**WORK INSTRUCTION**
In the entries that follow, find every line containing "LedgerBuilder" and copy it.

Collected data
<<<<
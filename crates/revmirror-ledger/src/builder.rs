//! Grows the ledger from staged revision ranges.
//!
//! Ranges are expanded into single-step links keyed by their `old` end, so
//! overlapping or repeated submissions converge on the same staging set and
//! `advance` can make partial progress while a missing link is still in flight.

use std::io::BufRead;

use revmirror_core::{
    Commit, CommitId, Error, RefUpdate, RevisionRange, RevisionSource, TodoEntry,
};

use crate::sqlite_store::SqliteStore;

/// What a single `advance` pass did.
#[derive(Debug, Clone, PartialEq, Eq)]
pub struct AdvanceReport {
    /// Commits appended in this pass, in ledger order.
    pub appended: Vec<CommitId>,
    /// Ledger tail after the pass.
    pub tail: CommitId,
    /// Links still staged but not connected to the tail.
    pub waiting: u64,
}

impl AdvanceReport {
    /// Staged links exist that do not yet connect to the tail.
    pub fn has_gap(&self) -> bool {
        self.waiting > 0
    }
}

/// Outcome of feeding post-receive lines into the ledger.
#[derive(Debug, Clone, PartialEq, Eq)]
pub struct IngestReport {
    pub staged_links: usize,
    pub skipped_lines: usize,
    /// Tracked-ref ranges the revision source could not list.
    pub failed_ranges: usize,
    pub advance: AdvanceReport,
}

/// Stages ranges and folds contiguous links into the ledger.
///
/// Callers hold the global ledger lock for the lifetime of a builder.
pub struct LedgerBuilder<'a, S: RevisionSource + ?Sized> {
    store: &'a SqliteStore,
    source: &'a S,
}

impl<'a, S: RevisionSource + ?Sized> LedgerBuilder<'a, S> {
    pub fn new(store: &'a SqliteStore, source: &'a S) -> Self {
        Self { store, source }
    }

    /// Expand `range` into chain links and upsert them. Returns the number of links.
    pub fn stage(&self, range: &RevisionRange) -> anyhow::Result<usize> {
        if range.old.is_null() || range.new.is_null() {
            tracing::debug!(old = %range.old, new = %range.new, "skipping branch create/delete");
            return Ok(0);
        }
        let commits = self.source.list_range(&range.old, &range.new)?;
        let links = chain_links(&range.old, &commits);
        self.store.upsert_todos(&links)?;
        tracing::debug!(
            old = %range.old,
            new = %range.new,
            links = links.len(),
            "staged range"
        );
        Ok(links.len())
    }

    /// Append every staged commit that chains from the current tail.
    ///
    /// Stops quietly at the first missing link. A metadata failure aborts the
    /// pass with the link left staged for the next run.
    pub fn advance(&self) -> anyhow::Result<AdvanceReport> {
        let mut tail = self.require_tail()?;
        let mut appended = Vec::new();

        while let Some(next) = self.store.todo_after(&tail)? {
            let meta = self.source.metadata_of(&next).map_err(|e| {
                tracing::warn!(
                    commit = %next,
                    appended = appended.len(),
                    error = %e,
                    "metadata fetch failed, stopping"
                );
                e
            })?;
            let commit = Commit::from_meta(next.clone(), meta);
            let seq = self.store.append_and_consume(&tail, &commit)?;
            tracing::info!(seq, commit = %next, subject = %commit.subject(), "appended");
            appended.push(next.clone());
            tail = next;
        }

        let waiting = self.store.todo_count()?;
        if waiting > 0 {
            tracing::debug!(%tail, waiting, "waiting for missing link");
        }
        Ok(AdvanceReport {
            appended,
            tail,
            waiting,
        })
    }

    /// Stage every `old new ref` line whose ref is `tracked_ref`, then advance.
    ///
    /// Hook input cannot be replayed, so a range the source fails to list is
    /// logged and counted and the remaining lines are still staged.
    pub fn ingest_ref_updates<R: BufRead>(
        &self,
        reader: R,
        tracked_ref: &str,
    ) -> anyhow::Result<IngestReport> {
        self.require_tail()?;
        let mut staged_links = 0;
        let mut skipped_lines = 0;
        let mut failed_ranges = 0;

        for line in reader.lines() {
            let line = line?;
            if line.trim().is_empty() {
                continue;
            }
            let update: RefUpdate = match line.parse() {
                Ok(u) => u,
                Err(e) => {
                    tracing::warn!(line = %line, error = %e, "ignoring malformed ref update");
                    skipped_lines += 1;
                    continue;
                }
            };
            if update.ref_name != tracked_ref {
                skipped_lines += 1;
                continue;
            }
            let range = RevisionRange::new(update.old, update.new);
            match self.stage(&range) {
                Ok(links) => staged_links += links,
                Err(e) if is_transient(&e) => {
                    tracing::warn!(
                        old = %range.old,
                        new = %range.new,
                        error = %e,
                        "cannot list range, continuing"
                    );
                    failed_ranges += 1;
                }
                Err(e) => return Err(e),
            }
        }

        let advance = self.advance()?;
        Ok(IngestReport {
            staged_links,
            skipped_lines,
            failed_ranges,
            advance,
        })
    }

    /// Stage everything between the ledger tail and the current tip of `tracked_ref`.
    pub fn catch_up(&self, tracked_ref: &str) -> anyhow::Result<AdvanceReport> {
        let tail = self.require_tail()?;
        let tip = self.source.resolve(tracked_ref)?;
        if tip != tail {
            let links = self.stage(&RevisionRange::new(tail.clone(), tip.clone()))?;
            tracing::info!(%tail, %tip, links, "catching up");
        }
        self.advance()
    }

    fn require_tail(&self) -> anyhow::Result<CommitId> {
        self.store.tail_hash()?.ok_or_else(|| {
            Error::FatalState(
                "ledger has never been seeded; run `revmirror seed <rev>` first".to_string(),
            )
            .into()
        })
    }
}

fn is_transient(err: &anyhow::Error) -> bool {
    err.downcast_ref::<Error>().is_some_and(Error::is_retryable)
}

/// `(old, c1), (c1, c2), … (c[n-2], c[n-1])` for `commits = [c1 … c[n-1]]`.
pub fn chain_links(old: &CommitId, commits: &[CommitId]) -> Vec<TodoEntry> {
    let mut prev = old;
    let mut links = Vec::with_capacity(commits.len());
    for commit in commits {
        links.push(TodoEntry {
            old: prev.clone(),
            new: commit.clone(),
        });
        prev = commit;
    }
    links
}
>>>>
**WRITTEN SOLUTION**
pub struct LedgerBuilder<'a, S: RevisionSource + ?Sized> {
impl<'a, S: RevisionSource + ?Sized> LedgerBuilder<'a, S> {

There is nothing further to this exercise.